Collected data entries:
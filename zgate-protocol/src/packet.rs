//! Packet Classification and Control Packet Wire Format
//!
//! Key-negotiation control packets share the media socket with RTP traffic.
//! A control packet has a 12-byte RTP-shaped header whose timestamp slot
//! carries a fixed magic cookie, followed by the negotiation message and a
//! 4-byte CRC-32C trailer:
//!
//! ```text
//!  0                   1                   2                   3
//!  0 1 2 3 4 5 6 7 8 9 0 1 2 3 4 5 6 7 8 9 0 1 2 3 4 5 6 7 8 9 0 1
//! +-+-+-+-+-+-+-+-+-+-+-+-+-+-+-+-+-+-+-+-+-+-+-+-+-+-+-+-+-+-+-+-+
//! |0 0 0 1 0 0 0 0 0 0 0 0 0 0 0 0|        Sequence Number        |
//! +-+-+-+-+-+-+-+-+-+-+-+-+-+-+-+-+-+-+-+-+-+-+-+-+-+-+-+-+-+-+-+-+
//! |                 Magic Cookie 'ZRTP' (0x5a525450)              |
//! +-+-+-+-+-+-+-+-+-+-+-+-+-+-+-+-+-+-+-+-+-+-+-+-+-+-+-+-+-+-+-+-+
//! |                        Source Identifier                      |
//! +-+-+-+-+-+-+-+-+-+-+-+-+-+-+-+-+-+-+-+-+-+-+-+-+-+-+-+-+-+-+-+-+
//! |           Negotiation Message (starts with 0x505a)            |
//! |                             . . .                             |
//! +-+-+-+-+-+-+-+-+-+-+-+-+-+-+-+-+-+-+-+-+-+-+-+-+-+-+-+-+-+-+-+-+
//! |                          CRC (1 word)                         |
//! +-+-+-+-+-+-+-+-+-+-+-+-+-+-+-+-+-+-+-+-+-+-+-+-+-+-+-+-+-+-+-+-+
//! ```
//!
//! Anything else is media and is only ever inspected through [`MediaHeader`].

use crate::sequence::ControlSeq;
use bytes::{Buf, BufMut, Bytes, BytesMut};
use crc::{Crc, CRC_32_ISCSI};
use std::fmt;
use thiserror::Error;

/// Size of the control packet header in bytes
pub const HEADER_SIZE: usize = 12;

/// Size of the CRC trailer in bytes
pub const CRC_SIZE: usize = 4;

/// Magic cookie stored at bytes 4..8 of every control packet ("ZRTP")
pub const MAGIC_COOKIE: u32 = 0x5A52_5450;

/// Preamble every negotiation message starts with
pub const MESSAGE_PREAMBLE: u16 = 0x505A;

/// Size of the fixed RTP header (without CSRC list and extension)
pub const RTP_HEADER_SIZE: usize = 12;

/// First header byte of a control packet: version 0, extension bit set
const CONTROL_FIRST_BYTE: u8 = 0x10;

/// Offset of the magic cookie inside the header
const MAGIC_OFFSET: usize = 4;

const CASTAGNOLI: Crc<u32> = Crc::<u32>::new(&CRC_32_ISCSI);

/// Wire-level packet kind
#[derive(Debug, Clone, Copy, PartialEq, Eq)]
pub enum PacketKind {
    /// Key-negotiation control packet
    Control,
    /// RTP media packet (possibly encrypted)
    Media,
}

impl fmt::Display for PacketKind {
    fn fmt(&self, f: &mut fmt::Formatter<'_>) -> fmt::Result {
        match self {
            PacketKind::Control => write!(f, "Control"),
            PacketKind::Media => write!(f, "Media"),
        }
    }
}

/// Classify a raw packet.
///
/// A packet is a control packet iff it is at least [`HEADER_SIZE`] bytes long
/// and carries [`MAGIC_COOKIE`] at offset 4. The packet is never modified.
#[inline]
pub fn classify(packet: &[u8]) -> PacketKind {
    if packet.len() < HEADER_SIZE {
        return PacketKind::Media;
    }

    let mut cookie = &packet[MAGIC_OFFSET..MAGIC_OFFSET + 4];
    if cookie.get_u32() == MAGIC_COOKIE {
        PacketKind::Control
    } else {
        PacketKind::Media
    }
}

/// Shorthand for `classify(packet) == PacketKind::Control`
#[inline]
pub fn is_control(packet: &[u8]) -> bool {
    classify(packet) == PacketKind::Control
}

/// Compute the on-wire checksum value over `bytes`.
///
/// CRC-32C (Castagnoli) as used by SCTP; the result is stored on the wire
/// least-significant byte first.
pub fn checksum(bytes: &[u8]) -> u32 {
    CASTAGNOLI.checksum(bytes)
}

/// Verify the CRC trailer of a packet already classified as control.
pub fn verify_checksum(packet: &[u8]) -> Result<(), PacketError> {
    if packet.len() < HEADER_SIZE + CRC_SIZE {
        return Err(PacketError::InsufficientData {
            expected: HEADER_SIZE + CRC_SIZE,
            actual: packet.len(),
        });
    }

    let (covered, mut trailer) = packet.split_at(packet.len() - CRC_SIZE);
    let carried = trailer.get_u32_le();
    let computed = checksum(covered);

    if carried != computed {
        return Err(PacketError::ChecksumMismatch { carried, computed });
    }
    Ok(())
}

/// Control packet header (96 bits = 12 bytes)
#[derive(Debug, Clone, Copy, PartialEq, Eq)]
pub struct ControlHeader {
    /// Control packet sequence number
    pub seq: ControlSeq,
    /// Sender's stream source identifier
    pub ssrc: u32,
}

impl ControlHeader {
    /// Create a new control header
    pub fn new(seq: ControlSeq, ssrc: u32) -> Self {
        ControlHeader { seq, ssrc }
    }

    /// Parse header from bytes (network byte order)
    pub fn from_bytes(bytes: &[u8]) -> Result<Self, PacketError> {
        if bytes.len() < HEADER_SIZE {
            return Err(PacketError::InsufficientData {
                expected: HEADER_SIZE,
                actual: bytes.len(),
            });
        }

        let mut buf = &bytes[..HEADER_SIZE];
        let _flags = buf.get_u16();
        let seq = ControlSeq::new(buf.get_u16());
        let cookie = buf.get_u32();
        if cookie != MAGIC_COOKIE {
            return Err(PacketError::MissingCookie(cookie));
        }
        let ssrc = buf.get_u32();

        Ok(ControlHeader { seq, ssrc })
    }

    /// Serialize header to bytes (network byte order)
    pub fn to_bytes(&self, buf: &mut BytesMut) {
        buf.put_u8(CONTROL_FIRST_BYTE);
        buf.put_u8(0);
        buf.put_u16(self.seq.as_raw());
        buf.put_u32(MAGIC_COOKIE);
        buf.put_u32(self.ssrc);
    }
}

/// Control packet: header, negotiation message and CRC trailer
#[derive(Debug, Clone, PartialEq, Eq)]
pub struct ControlPacket {
    /// Packet header
    pub header: ControlHeader,
    /// Negotiation message, handed verbatim to the negotiation engine
    pub message: Bytes,
}

impl ControlPacket {
    /// Create a new control packet
    pub fn new(seq: ControlSeq, ssrc: u32, message: Bytes) -> Self {
        ControlPacket {
            header: ControlHeader::new(seq, ssrc),
            message,
        }
    }

    /// Total size of the packet on the wire (header + message + CRC)
    pub fn size(&self) -> usize {
        HEADER_SIZE + self.message.len() + CRC_SIZE
    }

    /// Check that the message starts with [`MESSAGE_PREAMBLE`]
    pub fn has_message_magic(&self) -> bool {
        self.message.len() >= 2 && self.message[..2] == MESSAGE_PREAMBLE.to_be_bytes()
    }

    /// Serialize the packet to bytes, appending the CRC trailer
    pub fn to_bytes(&self) -> BytesMut {
        let mut buf = BytesMut::with_capacity(self.size());
        self.header.to_bytes(&mut buf);
        buf.put_slice(&self.message);
        let crc = checksum(&buf);
        buf.put_u32_le(crc);
        buf
    }

    /// Parse a control packet, verifying the cookie and the CRC trailer
    pub fn from_bytes(bytes: &[u8]) -> Result<Self, PacketError> {
        let header = ControlHeader::from_bytes(bytes)?;
        verify_checksum(bytes)?;

        let message = Bytes::copy_from_slice(&bytes[HEADER_SIZE..bytes.len() - CRC_SIZE]);
        Ok(ControlPacket { header, message })
    }
}

/// Read-only view of a fixed RTP header
#[derive(Debug, Clone, Copy, PartialEq, Eq)]
pub struct MediaHeader {
    /// Padding flag
    pub padding: bool,
    /// Header extension flag
    pub extension: bool,
    /// Number of CSRC identifiers
    pub csrc_count: u8,
    /// Marker bit
    pub marker: bool,
    /// Payload type
    pub payload_type: u8,
    /// RTP sequence number
    pub seq: u16,
    /// RTP timestamp
    pub timestamp: u32,
    /// Synchronization source identifier
    pub ssrc: u32,
    /// Full header length including CSRC list and extension
    pub header_len: usize,
}

impl MediaHeader {
    /// Parse the RTP header of a media packet
    pub fn parse(bytes: &[u8]) -> Result<Self, PacketError> {
        if bytes.len() < RTP_HEADER_SIZE {
            return Err(PacketError::InsufficientData {
                expected: RTP_HEADER_SIZE,
                actual: bytes.len(),
            });
        }

        let mut buf = &bytes[..RTP_HEADER_SIZE];
        let b0 = buf.get_u8();
        let b1 = buf.get_u8();
        let version = b0 >> 6;
        if version != 2 {
            return Err(PacketError::UnsupportedVersion(version));
        }

        let padding = b0 & 0x20 != 0;
        let extension = b0 & 0x10 != 0;
        let csrc_count = b0 & 0x0F;
        let seq = buf.get_u16();
        let timestamp = buf.get_u32();
        let ssrc = buf.get_u32();

        let mut header_len = RTP_HEADER_SIZE + 4 * csrc_count as usize;
        if extension {
            if bytes.len() < header_len + 4 {
                return Err(PacketError::InsufficientData {
                    expected: header_len + 4,
                    actual: bytes.len(),
                });
            }
            let mut ext = &bytes[header_len + 2..header_len + 4];
            header_len += 4 + 4 * ext.get_u16() as usize;
        }
        if bytes.len() < header_len {
            return Err(PacketError::InsufficientData {
                expected: header_len,
                actual: bytes.len(),
            });
        }

        Ok(MediaHeader {
            padding,
            extension,
            csrc_count,
            marker: b1 & 0x80 != 0,
            payload_type: b1 & 0x7F,
            seq,
            timestamp,
            ssrc,
            header_len,
        })
    }
}

/// Read the SSRC of a media packet without validating the rest of the header
pub fn media_ssrc(bytes: &[u8]) -> Option<u32> {
    if bytes.len() < RTP_HEADER_SIZE {
        return None;
    }
    let mut buf = &bytes[8..RTP_HEADER_SIZE];
    Some(buf.get_u32())
}

/// Packet parsing and validation errors
#[derive(Error, Debug, PartialEq, Eq)]
pub enum PacketError {
    #[error("Insufficient data: expected {expected} bytes, got {actual}")]
    InsufficientData { expected: usize, actual: usize },

    #[error("Missing magic cookie, found {0:#010x}")]
    MissingCookie(u32),

    #[error("Checksum mismatch: carried {carried:#010x}, computed {computed:#010x}")]
    ChecksumMismatch { carried: u32, computed: u32 },

    #[error("Unsupported RTP version: {0}")]
    UnsupportedVersion(u8),
}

> [ASSIGNMENT] Return, word for word, every line from the top of the entries down to the line that holds "whose timestamp slot", both included.

> [EXERCISE OUTPUT]
filename zgate-protocol/src/packet.rs
//! Packet Classification and Control Packet Wire Format
//!
//! Key-negotiation control packets share the media socket with RTP traffic.
//! A control packet has a 12-byte RTP-shaped header whose timestamp slot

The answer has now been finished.